Why Sliding Window on Arrays in DSA C?
Imagine you want to find the maximum sum of 3 consecutive days' sales in a month. You try to add every group of 3 days manually, one by one, writing down each sum.
This manual way is slow and tiring because you add many overlapping numbers repeatedly. It's easy to make mistakes and waste time recalculating sums for almost the same days.
The sliding window method moves a small window of fixed size across the array, updating the sum by subtracting the number leaving the window and adding the new number entering. This saves time and avoids repeated work.
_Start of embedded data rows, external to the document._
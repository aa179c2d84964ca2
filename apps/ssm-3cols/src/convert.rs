use std::{
	fs,
	io::Write,
	path::{Path, PathBuf},
};

use csv::{QuoteStyle, ReaderBuilder, Terminator, Trim, WriterBuilder};

use crate::{Error, Result};

pub const CM_SUFFIX: &str = "-CM.csv";

const DELIMITER: u8 = b'\t';
const HEADER: [&str; 3] = ["From:", "To:", "Value:"];

/// A square-ish table of edge counts: `rows[i].1[j]` edges go from `columns[j]` to `rows[i].0`.
/// Empty cells are `None`.
#[derive(Debug, PartialEq, Eq)]
pub struct CodeMatrix {
	pub columns: Vec<String>,
	pub rows: Vec<(String, Vec<Option<i64>>)>,
}
impl CodeMatrix {
	/// `(from, to, value)` for every cell holding at least `min_val`, row by row.
	pub fn edges(&self, min_val: i64) -> impl Iterator<Item = (&str, &str, i64)> + '_ {
		self.rows.iter().flat_map(move |(row, values)| {
			self.columns.iter().zip(values).filter_map(move |(column, value)| match value {
				Some(value) if *value >= min_val => Some((column.as_str(), row.as_str(), *value)),
				_ => None,
			})
		})
	}
}

#[derive(Debug, PartialEq, Eq)]
pub struct Conversion {
	pub source: PathBuf,
	pub output: PathBuf,
	pub edges: usize,
}

/// File names in `dir` ending in [`CM_SUFFIX`], sorted.
pub fn list_code_matrices(dir: &Path) -> Result<Vec<String>> {
	let read_err = |source| Error::ReadDir { path: dir.to_path_buf(), source };
	let mut names = Vec::new();

	for entry in fs::read_dir(dir).map_err(read_err)? {
		let entry = entry.map_err(read_err)?;
		let Ok(name) = entry.file_name().into_string() else {
			tracing::warn!(path = %entry.path().display(), "Skipping non UTF-8 file name.");

			continue;
		};

		if name.ends_with(CM_SUFFIX) {
			names.push(name);
		}
	}

	names.sort();

	Ok(names)
}

/// `<name>-CM.csv` becomes `<output_dir>/<name>-3cols_get<min_val>.csv`.
pub fn three_cols_path(output_dir: &Path, cm_file_name: &str, min_val: i64) -> Option<PathBuf> {
	let stem = cm_file_name.strip_suffix(CM_SUFFIX)?;

	Some(output_dir.join(format!("{stem}-3cols_get{min_val}.csv")))
}

pub fn read_code_matrix(path: &Path) -> Result<CodeMatrix> {
	let read_err = |source| Error::ReadMatrix { path: path.to_path_buf(), source };
	let mut reader = ReaderBuilder::new()
		.delimiter(DELIMITER)
		.has_headers(false)
		.trim(Trim::All)
		.from_path(path)
		.map_err(read_err)?;
	let mut records = reader.records();
	let header = records
		.next()
		.transpose()
		.map_err(read_err)?
		.ok_or_else(|| Error::MissingHeader { path: path.to_path_buf() })?;
	let columns = header.iter().skip(1).map(str::to_string).collect::<Vec<_>>();
	let mut rows = Vec::new();

	for record in records {
		let record = record.map_err(read_err)?;
		let mut cells = record.iter();
		let row = cells.next().unwrap_or_default().to_string();
		let mut values = Vec::with_capacity(columns.len());

		for (column, cell) in columns.iter().zip(cells) {
			values.push(parse_cell(path, &row, column, cell)?);
		}

		rows.push((row, values));
	}

	Ok(CodeMatrix { columns, rows })
}

/// Writes the 3cols file and returns the number of edge lines.
pub fn write_three_cols(matrix: &CodeMatrix, path: &Path, min_val: i64) -> Result<usize> {
	let write_err = |source| Error::WriteOutput { path: path.to_path_buf(), source };
	let mut writer = WriterBuilder::new()
		.delimiter(DELIMITER)
		.quote_style(QuoteStyle::Never)
		.terminator(Terminator::Any(b'\n'))
		.from_path(path)
		.map_err(write_err)?;
	let mut edges = 0;

	writer.write_record(HEADER).map_err(write_err)?;

	for (from, to, value) in matrix.edges(min_val) {
		writer.write_record([from, to, value.to_string().as_str()]).map_err(write_err)?;

		edges += 1;
	}

	writer.flush().map_err(|err| write_err(err.into()))?;

	Ok(edges)
}

/// Converts every code matrix in `cm_dir`, listing each conversion on `console`.
pub fn convert_all<W>(
	cm_dir: &Path,
	output_dir: &Path,
	min_val: i64,
	console: &mut W,
) -> Result<Vec<Conversion>>
where
	W: Write,
{
	if !output_dir.is_dir() {
		fs::create_dir_all(output_dir)
			.map_err(|source| Error::CreateDir { path: output_dir.to_path_buf(), source })?;

		writeln!(console, "Created {}", output_dir.display()).map_err(Error::Console)?;
	}

	let mut conversions = Vec::new();

	for (idx, name) in list_code_matrices(cm_dir)?.into_iter().enumerate() {
		let Some(output) = three_cols_path(output_dir, &name, min_val) else {
			continue;
		};
		let source = cm_dir.join(&name);

		writeln!(console, "{idx:>3}: {}\t->\t{}", source.display(), output.display())
			.map_err(Error::Console)?;

		let matrix = read_code_matrix(&source)?;
		let edges = write_three_cols(&matrix, &output, min_val)?;

		tracing::debug!(source = %source.display(), edges, "Wrote 3cols file.");

		conversions.push(Conversion { source, output, edges });
	}

	Ok(conversions)
}

fn parse_cell(path: &Path, row: &str, column: &str, cell: &str) -> Result<Option<i64>> {
	if cell.is_empty() {
		return Ok(None);
	}

	cell.parse().map(Some).map_err(|_| Error::InvalidCell {
		path: path.to_path_buf(),
		row: row.to_string(),
		column: column.to_string(),
		value: cell.to_string(),
	})
}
int max_sum = 0; for (int i = 0; i <= n - k; i++) { int sum = 0; for (int j = i; j < i + k; j++) { sum += arr[j]; } if (sum > max_sum) max_sum = sum; }
int sum = 0; for (int i = 0; i < k; i++) sum += arr[i]; int max_sum = sum; for (int i = k; i < n; i++) { sum += arr[i] - arr[i - k]; if (sum > max_sum) max_sum = sum; }
Sliding window lets you quickly analyze parts of data streams or arrays without repeating work, making your programs faster and smarter.
Streaming music apps use sliding windows to find the most popular songs in the last hour by quickly updating counts as new plays happen.
Manual repeated calculations waste time and cause errors.
Sliding window updates results efficiently by reusing previous work.
This method is perfect for fixed-size consecutive data analysis.